用自噬抑制剂3-甲基腺嘌呤(3-methyladenine,3-MA)抑制自噬,观察其对顺铂诱导的U251细胞凋亡的影响及其作用机制。
方法MTT法检测3-MA对顺铂诱导的U251细胞生长抑制的影响;Hoechst33342染色,观察3-MA对顺铂诱导细胞凋亡的影响;蛋白免疫印迹法检测内质网应激(endoplasmic reticulum stress, ERS)相关蛋白,泛素化蛋白(ubquitinated proteins Ub1),蛋白二硫键异构酶(protein disulfide isomerase,PDI),葡萄糖调节蛋白78(glucose-regulated protein78,Grp78)的表达,并检测了C/EBP环磷酸腺苷反应元件结合转录因子同源蛋白(C/EBP homologous protein,CHOP),活化的Caspase-4和活化的Caspase-3的表达水平;免疫荧光染色后共聚焦显微镜观察3-MA与顺铂联合作用于U251细胞,微管相关蛋白轻链3(microtubule-associated protein 1 light chain 3, LC3)、PDI的表达。

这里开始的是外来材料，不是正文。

//! Image payload normalization for inference input.
//!
//! Client devices (notably budget mobile cameras) submit arbitrarily large,
//! arbitrarily rotated images. Unbounded payloads inflate inference latency
//! and cost and risk provider-side size rejection, so every submitted image
//! is normalized before the external call, never after:
//!
//! 1. Bounds check the raw bytes, then decode; undecodable bytes fail with
//!    [`DecodeError::Undecodable`].
//! 2. Apply the EXIF orientation tag (0x0112) so the output is visually
//!    upright regardless of how the camera was held.
//! 3. Resize to fit inside the configured bound, preserving aspect ratio
//!    and never upscaling.
//! 4. Re-encode as JPEG at a fixed quality to bound output size.
//!
//! The output is produced exactly once per request and consumed exactly
//! once by the inference client.

use std::io::Cursor;

use image::codecs::jpeg::JpegEncoder;
use image::imageops::FilterType;
use image::{DynamicImage, GenericImageView};
use thiserror::Error;

/// Media type of every normalized payload.
pub const NORMALIZED_MIME: &str = "image/jpeg";

/// Smallest byte count worth handing to the decoder.
const MIN_IMAGE_BYTES: usize = 16;

/// Configuration for the normalizer.
#[derive(Debug, Clone, serde::Serialize, serde::Deserialize)]
#[serde(default)]
pub struct ImagingConfig {
    /// Ceiling on the decoded input payload, enforced before any expensive
    /// processing.
    pub max_input_bytes: usize,

    /// Bound that both output dimensions must fit inside.
    pub max_dimension: u32,

    /// JPEG re-encode quality (1-100).
    pub jpeg_quality: u8,
}

impl Default for ImagingConfig {
    fn default() -> Self {
        Self {
            // 1.5 MB decoded ceiling
            max_input_bytes: 1_572_864,
            max_dimension: 1024,
            jpeg_quality: 80,
        }
    }
}

/// Raw submitted image: byte payload plus the declared media type. Owned by
/// a single request for its lifetime.
#[derive(Debug, Clone)]
pub struct ImageAsset {
    /// Decoded (not base64) image bytes.
    pub bytes: Vec<u8>,
    /// Media type as declared by the client, if any. Informational only;
    /// the decoder sniffs the actual format.
    pub media_type: Option<String>,
}

/// Upright, bounded, re-encoded JPEG ready for the inference call.
#[derive(Debug, Clone)]
pub struct NormalizedImage {
    /// JPEG bytes at the configured quality.
    pub bytes: Vec<u8>,
    /// Output width, `<= max_dimension`.
    pub width: u32,
    /// Output height, `<= max_dimension`.
    pub height: u32,
}

/// Failures while turning a submitted payload into a [`NormalizedImage`].
#[derive(Debug, Error)]
pub enum DecodeError {
    /// Payload exceeds the input ceiling.
    #[error("image payload of {actual} bytes exceeds the {limit} byte limit")]
    Oversized {
        /// Size of the submitted payload.
        actual: usize,
        /// Configured ceiling.
        limit: usize,
    },

    /// Bytes are not a decodable raster image.
    #[error("image payload is not decodable: {0}")]
    Undecodable(String),

    /// Re-encoding the bounded image failed.
    #[error("failed to encode normalized image: {0}")]
    Encode(String),
}

/// Normalizes a submitted image: decode, orient, bound, re-encode.
///
/// # Errors
///
/// Returns [`DecodeError::Oversized`] when the payload exceeds the input
/// ceiling and [`DecodeError::Undecodable`] when the bytes are not a raster
/// image.
pub fn normalize(asset: &ImageAsset, config: &ImagingConfig) -> Result<NormalizedImage, DecodeError> {
    validate_input_bytes(&asset.bytes, config.max_input_bytes)?;

    let decoded = image::load_from_memory(&asset.bytes)
        .map_err(|e| DecodeError::Undecodable(e.to_string()))?;
    let (orig_w, orig_h) = decoded.dimensions();

    let orientation = read_exif_orientation(&asset.bytes);
    let upright = apply_orientation(decoded, orientation);

    // JPEG output has no alpha channel
    let rgb = upright.to_rgb8();
    let (w, h) = (rgb.width(), rgb.height());
    let (fit_w, fit_h) = fit_dimensions(w, h, config.max_dimension);

    let bounded = if (fit_w, fit_h) == (w, h) {
        rgb
    } else {
        image::imageops::resize(&rgb, fit_w, fit_h, FilterType::CatmullRom)
    };

    let mut cursor = Cursor::new(Vec::new());
    let encoder = JpegEncoder::new_with_quality(&mut cursor, config.jpeg_quality);
    DynamicImage::ImageRgb8(bounded)
        .write_with_encoder(encoder)
        .map_err(|e| DecodeError::Encode(e.to_string()))?;
    let bytes = cursor.into_inner();

    tracing::debug!(
        original = format!("{orig_w}x{orig_h}"),
        orientation,
        output = format!("{fit_w}x{fit_h}"),
        output_bytes = bytes.len(),
        "image normalized for inference"
    );

    Ok(NormalizedImage {
        bytes,
        width: fit_w,
        height: fit_h,
    })
}

/// Rejects payloads outside the accepted byte range before decode work.
fn validate_input_bytes(bytes: &[u8], limit: usize) -> Result<(), DecodeError> {
    if bytes.len() < MIN_IMAGE_BYTES {
        return Err(DecodeError::Undecodable(
            "image data too small to be valid".into(),
        ));
    }
    if bytes.len() > limit {
        return Err(DecodeError::Oversized {
            actual: bytes.len(),
            limit,
        });
    }
    Ok(())
}

/// Reads the EXIF orientation tag from raw image bytes.
///
/// Returns 1 (upright) when there is no EXIF segment or no orientation tag.
#[must_use]
pub fn read_exif_orientation(bytes: &[u8]) -> u32 {
    let mut cursor = Cursor::new(bytes);
    let Ok(reader) = exif::Reader::new().read_from_container(&mut cursor) else {
        return 1;
    };

    reader
        .get_field(exif::Tag::Orientation, exif::In::PRIMARY)
        .and_then(|f| f.value.get_uint(0))
        .unwrap_or(1)
}

/// Applies an EXIF orientation transform.
///
/// Orientation values: 1 = upright, 2 = mirrored, 3 = 180 degrees,
/// 4 = flipped vertically, 5 = mirrored + 90 CW, 6 = 90 CW,
/// 7 = mirrored + 270 CW, 8 = 270 CW. Unknown values are left untouched.
#[must_use]
pub fn apply_orientation(img: DynamicImage, orientation: u32) -> DynamicImage {
    match orientation {
        2 => img.fliph(),
        3 => img.rotate180(),
        4 => img.flipv(),
        5 => img.rotate90().fliph(),
        6 => img.rotate90(),
        7 => img.rotate270().fliph(),
        8 => img.rotate270(),
        _ => img,
    }
}

/// Computes dimensions that fit inside `bound` preserving aspect ratio.
///
/// The longest edge is scaled down to `bound`; images already inside the
/// bound are returned unchanged (no upscaling).
#[must_use]
pub fn fit_dimensions(width: u32, height: u32, bound: u32) -> (u32, u32) {
    if width == 0 || height == 0 {
        return (1, 1);
    }

    let scale = (f64::from(bound) / f64::from(width)).min(f64::from(bound) / f64::from(height));
    if scale >= 1.0 {
        return (width, height);
    }

    #[allow(clippy::cast_possible_truncation, clippy::cast_sign_loss)] // bounded by `bound`
    let new_w = ((f64::from(width) * scale).round() as u32).clamp(1, bound);
    #[allow(clippy::cast_possible_truncation, clippy::cast_sign_loss)]
    let new_h = ((f64::from(height) * scale).round() as u32).clamp(1, bound);

    (new_w, new_h)
}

结果MTT结果显示,3-MA可以促进顺铂对U251生长抑制(顺铂组与对照组相比,P=0.00324;联合组与顺铂组相比P=0.02249),Hoechst33342染色结果显示3-MA可以促进顺铂对U251凋亡诱导作用;免疫印迹法结果显示,3-MA增加了顺铂诱导的细胞内泛素化蛋白、ERS标志蛋白PDI、Grp78的表达(顺铂组与对照组相比,P值分别为0.00294, 0.0012,0.00179;联合组与顺铂组相比,P值分别为0.01896, 0.01515,0.00734);促进顺铂诱导的CHOP表达,增强了Caspase-4和Caspase-3的活化(顺铂组与对照组相比,P值分别为0.00081, 0.00017,0.00018;联合组与顺铂组相比,P值分别为0.00671, 0.00934,0.01124),3-MA可以有效抑制顺铂诱导的U251细胞LC3II的表达(顺铂组与对照组相比,P=0.00447;联合组与顺铂组相比,P=0.01588);免疫荧光染色结果显示,3-MA与顺铂联合作用于U251细胞,抑制了LC3的聚集、促进了PDI的表达。
结论3-MA通过抑制自噬,增强了顺铂诱导的ERS,从而促进顺铂诱导的U251细胞凋亡。